Pour ce qui est de la cérémonie que je vois, depuis ma plus tendre enfance, donner avec le défilé des artistes, si cher au public des habitués, va-t-elle, aux prochaines représentations, être enfin rendue plus compréhensible ? Je confiais à Georges Berr que je ne me consolerais jamais d’avoir pu rester, pendant toute ma carrière, le témoin impuissant de l’inexplicable contre-sens, qui consiste à faire assister les Diafoirus, père et fils, ces importants et convaincus professionnels, à la parodie bouffonne de leur sacerdoce, et non seulement y assister, mais encore y prendre part ! D’où peut venir cette faute de logique ? Le texte est formel ; tout ce divertissement de mardi-gras se doit passer en famille, grâce au concours des « comédiens et tapissiers » amenés par Béralde. L’immixtion des deux Diafoirus dans cette folie est donc erronée. Les documents ne manquent pourtant pas ; ils sont précis dans le texte… Eh bien ! jamais, au grand jamais, je n’ai pu convaincre mes « anciens » et les faire revenir de cette aberration scénique. Ni mon vénéré maître Régnier, si beau moliériste (mais il tenait à faire rire avec le couplet latin de Thomas dont il était l’auteur !), ni Émile Perrin, ni Got, ni Coquelin, ni personne… ne voulurent jamais convenir de cette erreur, ni laisser toucher à la « distribution » arbitraire et falote des cinq « doctors. »

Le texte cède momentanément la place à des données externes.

use screen_reveal::motion::helix::HelixLayout;
use screen_reveal::{
    Direction, Director, InputOutcome, Layer, Mode, SceneError, SceneEvent, ScenePackage,
};
use std::error::Error;

const DT: f32 = 1.0 / 60.0;

fn run(director: &mut Director, secs: f32) -> Vec<SceneEvent> {
    let steps = (secs / DT).round() as usize;
    (0..steps).flat_map(|_| director.tick(DT).events).collect()
}

fn started(events: &[SceneEvent], direction: Direction) -> usize {
    events
        .iter()
        .filter(|e| **e == SceneEvent::TransitionStarted(direction))
        .count()
}

#[test]
fn overscroll_clamps_and_fires_one_forward_transition() -> Result<(), Box<dyn Error>> {
    let mut director = ScenePackage::default().director()?;
    for _ in 0..50 {
        director.on_input(400.0);
    }
    let max_scroll = director.config().dolly.max_scroll;
    assert_eq!(director.scroll().scroll_z().target(), max_scroll);

    let mut events = Vec::new();
    for _ in 0..20 {
        events.extend(run(&mut director, 0.5));
        // Input keeps arriving while the cut plays out; it must not re-trigger.
        director.on_input(400.0);
    }
    assert_eq!(started(&events, Direction::Forward), 1);
    assert_eq!(director.mode(), Mode::Spiral);
    Ok(())
}

#[test]
fn backing_off_one_pixel_after_a_flick_still_cuts_through() -> Result<(), Box<dyn Error>> {
    let mut director = ScenePackage::default().director()?;
    director.on_input(6000.0);
    director.on_input(-1.0);
    let events = run(&mut director, 10.0);
    assert_eq!(started(&events, Direction::Forward), 1);
    assert_eq!(director.tick(0.0).mode, Mode::Spiral);
    Ok(())
}

#[test]
fn reverse_lands_on_the_stored_scroll_position() -> Result<(), Box<dyn Error>> {
    let mut director = ScenePackage::default().director()?;
    director.on_input(6000.0);
    run(&mut director, 6.0);
    assert_eq!(director.mode(), Mode::Spiral);
    let stored = director
        .transition()
        .stored_scroll_z()
        .ok_or("no stored scroll position")?;

    assert_eq!(
        director.on_input(-300.0),
        InputOutcome::SwitchRequested(Direction::Reverse)
    );
    let events = run(&mut director, 2.0);
    assert_eq!(started(&events, Direction::Reverse), 1);
    assert!(events.contains(&SceneEvent::LayersSwapped(Layer::Intro)));

    let frame = director.tick(0.0);
    assert_eq!(frame.mode, Mode::Intro);
    assert_eq!(frame.scroll_z, stored);
    assert!(frame.cards.is_empty());
    assert_eq!(frame.blackout, 0.0);
    Ok(())
}

#[test]
fn zero_dt_ticks_change_nothing() -> Result<(), Box<dyn Error>> {
    let mut director = ScenePackage::default().director()?;
    director.on_input(1200.0);
    run(&mut director, 0.5);
    let first = director.tick(0.0);
    for _ in 0..5 {
        assert_eq!(director.tick(0.0), first);
    }
    Ok(())
}

#[test]
fn helix_of_eight_at_focus_two() -> Result<(), Box<dyn Error>> {
    let package = ScenePackage::default();
    let layout = HelixLayout::from_config(&package.config.helix);
    let slots = layout.layout(package.items.len(), 2.0);

    let front = &slots[2];
    assert!(front.translation.x.abs() < 1e-5);
    assert!(slots
        .iter()
        .filter(|s| s.index != 2)
        .all(|s| s.translation.z < front.translation.z));
    assert_eq!(front.scale, 1.0);
    assert_eq!(front.opacity, 1.0);

    // Two slots either side of focus both land half a turn away, stacked vertically.
    let (a, b) = (&slots[0], &slots[4]);
    assert!((a.translation.x - b.translation.x).abs() < 1e-4);
    assert!((a.translation.z - b.translation.z).abs() < 1e-4);
    let spacing = package.config.helix.vertical_spacing;
    assert!((a.translation.y - b.translation.y - 4.0 * spacing).abs() < 1e-4);
    assert!(slots.iter().all(|s| s.scale <= front.scale));
    Ok(())
}

#[test]
fn oversized_screen_is_a_construction_error() -> Result<(), Box<dyn Error>> {
    let mut package = ScenePackage::default();
    package.config.tv.screen.x = package.config.tv.cabinet.x * 2.0;
    let err = package.blueprint().err().ok_or("blueprint should fail")?;
    assert!(matches!(
        err.downcast_ref::<SceneError>(),
        Some(SceneError::Construction(_))
    ));
    Ok(())
}

#[test]
fn package_loads_from_json_bytes() -> Result<(), Box<dyn Error>> {
    let package = ScenePackage::from_bytes(
        br#"{ "transition": { "style": "cut" } }"#,
        br##"{ "items": [ { "title": "Only", "color": "#336699" } ] }"##,
    )?;
    assert_eq!(package.items.len(), 1);
    let mut director = package.director()?;
    director.on_input(6000.0);
    let events = run(&mut director, 6.0);
    assert_eq!(started(&events, Direction::Forward), 1);
    assert_eq!(director.tick(0.0).focused, Some(0));
    Ok(())
}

Verra-t-on aussi, quelque jour, abolir cette autre « tradition » aussi contraire au texte de Molière que peu en accord avec le caractère de Thomas Diafoirus ? Je veux parler de ce manque de mémoire au milieu du second compliment. Jamais Diafoirus ne resterait court en pareille circonstance. Thomas est un fort en thème « qui s’est rendu redoutable » dans les controverses… « Il est ferme dans la dispute, fort comme un Turc sur ses principes, ne démord jamais de son opinion, et poursuit un raisonnement jusque dans les derniers recoins de la logique. » Donc, infléchir ce crétin redoutable, qui portera quelque jour l’hermine, vers une timidité peureuse ; le rendre piteux et racorni, c’est, non seulement rapetisser le rôle, mais se rendre coupable d’un grave contre-sens. Cette sotte tradition vient d’un accident survenu à certain comique du Châtelet, 3e régisseur, de mon temps, à l’Odéon. Ce malheureux, ne sachant même pas son texte, s’arrêta court au second compliment ; on fut obligé de lui souffler, et les grimaces dont il accompagna son absence de mémoire furent le seul effet qu’il sut tirer du personnage. C’est ainsi que se propagea (jusque sur les planches de Molière !) cet abominable jeu de scène, que je ne pus extirper malgré d’ardentes supplications. Jamais nos aînés, — Régnier entre autres, qui fut un si solennel et si magnifique Thomas, — ne s’abaissèrent à cette absurdité que Molière eût condamnée.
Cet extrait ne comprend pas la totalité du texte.